* _WHAT TO WORK ON_:
Read the records below and report each line in which "above" occurs.

* _SOURCE DATA_:

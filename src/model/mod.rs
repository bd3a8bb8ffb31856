mod choice;
pub mod clock;
mod engine_command;
mod engine_event;
mod gate_result;
mod intensity;
mod phase;
mod round;
mod round_phase_state;
mod session_event;
mod session_stats;

pub use choice::{Choice, ChoiceOutcome};
pub use clock::{Countdown, GameClock, TICK_SECONDS};
pub use engine_command::{EngineCommand, GatePlan};
pub use engine_event::{EngineEvent, TickSnapshot};
pub use gate_result::{GateOutcome, GateRecord, GateResult};
pub use intensity::IntensityTier;
pub use phase::{ChoiceStatus, RoundPhase};
pub use round::{Round, FALLBACK_DDS};
pub use round_phase_state::{RoundPhaseState, MEMORIZE_SECONDS};
pub use session_event::SessionEvent;
pub use session_stats::{SessionStats, StatsAction, HEART_REFILL_WINDOW, MAX_HEARTS};
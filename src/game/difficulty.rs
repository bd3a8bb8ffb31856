use crate::model::RoundPhase;

/// Guess phase counts down from this, divided by the difficulty factor.
pub const BASE_ROUND_TIME: f64 = 10.0;

/// Each streak unit adds 5% to the global difficulty factor.
pub const STREAK_FACTOR_STEP: f64 = 0.05;

/// Each streak unit adds 10% overdrive to the in-guess effective value.
pub const OVERDRIVE_STEP: f64 = 0.1;

/// Quadratic time-pressure gain: up to +50% approaching the deadline.
pub const TIME_RAMP_GAIN: f64 = 0.5;

/// Pulse wobble kicks in above this effective difficulty.
pub const PULSE_THRESHOLD: f64 = 1.6;

fn round2(value: f64) -> f64 {
    (value * 100.0).round() / 100.0
}

/// Session-wide difficulty factor: base gate DDS plus streak momentum,
/// rounded to 2 decimals. Pure; recomputed whenever level or streak
/// changes. Unbounded above: a long streak keeps escalating.
pub fn difficulty_factor(base_dds: f64, streak: u32) -> f64 {
    round2(base_dds + streak as f64 * STREAK_FACTOR_STEP)
}

/// Guess window in seconds. Higher difficulty, shorter window.
pub fn dynamic_round_time(factor: f64) -> f64 {
    BASE_ROUND_TIME / factor
}

/// Instantaneous difficulty at one tick. During MEMORIZE it is the global
/// factor unmodified; during GUESS a quadratic time ramp and the streak
/// overdrive multiply in. Pure function of tick state, recomputed every
/// tick, never memoized.
pub fn effective_difficulty(
    global_factor: f64,
    phase: RoundPhase,
    time_left: f64,
    phase_duration: f64,
    streak: u32,
) -> f64 {
    match phase {
        RoundPhase::Memorize => global_factor,
        RoundPhase::Guess => {
            let time_progress = 1.0 - time_left / phase_duration;
            let time_ramp = 1.0 + time_progress.powi(2) * TIME_RAMP_GAIN;
            let overdrive = 1.0 + streak as f64 * OVERDRIVE_STEP;
            global_factor * time_ramp * overdrive
        }
    }
}

/// Sine wobble on the rotation, enabled only above the pulse threshold.
pub fn pulse_factor(rotation_offset: f64, effective: f64) -> f64 {
    let gate = if effective > PULSE_THRESHOLD { 1.0 } else { 0.0 };
    1.0 + (rotation_offset * 0.15).sin() * 0.2 * gate
}

/// Particle-speed feed: doubles in the last 30% of the guess window.
pub fn adrenaline_factor(
    phase: RoundPhase,
    time_left: f64,
    phase_duration: f64,
    effective: f64,
    pulse: f64,
) -> f64 {
    match phase {
        RoundPhase::Memorize => 1.0,
        RoundPhase::Guess => {
            let time_ratio = time_left / phase_duration;
            let panic = if time_ratio < 0.3 { 2.0 } else { 1.0 };
            effective * panic * pulse
        }
    }
}

/// Base rotation advance per tick, before the difficulty scaling.
pub fn rotation_speed(phase: RoundPhase) -> f64 {
    match phase {
        RoundPhase::Memorize => 0.75,
        RoundPhase::Guess => 0.25,
    }
}
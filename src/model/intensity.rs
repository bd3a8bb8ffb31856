use serde::{Deserialize, Serialize};

/// Visual/audio intensity tier driven by effective difficulty. Boundaries
/// are strictly increasing; each tier triggers everything below it.
#[derive(Debug, Clone, Copy, PartialEq, Eq, PartialOrd, Ord, Serialize, Deserialize)]
pub enum IntensityTier {
    Calm,
    High,
    Insane,
    Glitch,
}

impl IntensityTier {
    pub fn for_difficulty(effective: f64) -> Self {
        if effective > 2.5 {
            IntensityTier::Glitch
        } else if effective > 2.2 {
            IntensityTier::Insane
        } else if effective > 1.5 {
            IntensityTier::High
        } else {
            IntensityTier::Calm
        }
    }
}

impl std::fmt::Display for IntensityTier {
    fn fmt(&self, f: &mut std::fmt::Formatter<'_>) -> std::fmt::Result {
        match self {
            IntensityTier::Calm => write!(f, "calm"),
            IntensityTier::High => write!(f, "high"),
            IntensityTier::Insane => write!(f, "insane"),
            IntensityTier::Glitch => write!(f, "glitch"),
        }
    }
}

#[cfg(test)]
mod tests {
    use super::*;

    #[test]
    fn test_tier_boundaries_are_strict() {
        assert_eq!(IntensityTier::for_difficulty(1.5), IntensityTier::Calm);
        assert_eq!(IntensityTier::for_difficulty(1.51), IntensityTier::High);
        assert_eq!(IntensityTier::for_difficulty(2.2), IntensityTier::High);
        assert_eq!(IntensityTier::for_difficulty(2.21), IntensityTier::Insane);
        assert_eq!(IntensityTier::for_difficulty(2.5), IntensityTier::Insane);
        assert_eq!(IntensityTier::for_difficulty(2.51), IntensityTier::Glitch);
    }

    #[test]
    fn test_tiers_are_ordered() {
        assert!(IntensityTier::Calm < IntensityTier::High);
        assert!(IntensityTier::High < IntensityTier::Insane);
        assert!(IntensityTier::Insane < IntensityTier::Glitch);
    }
}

* _OUTPUT FOR THIS TASK_:
/// Pulse wobble kicks in above this effective difficulty.
/// changes. Unbounded above: a long streak keeps escalating.
/// Sine wobble on the rotation, enabled only above the pulse threshold.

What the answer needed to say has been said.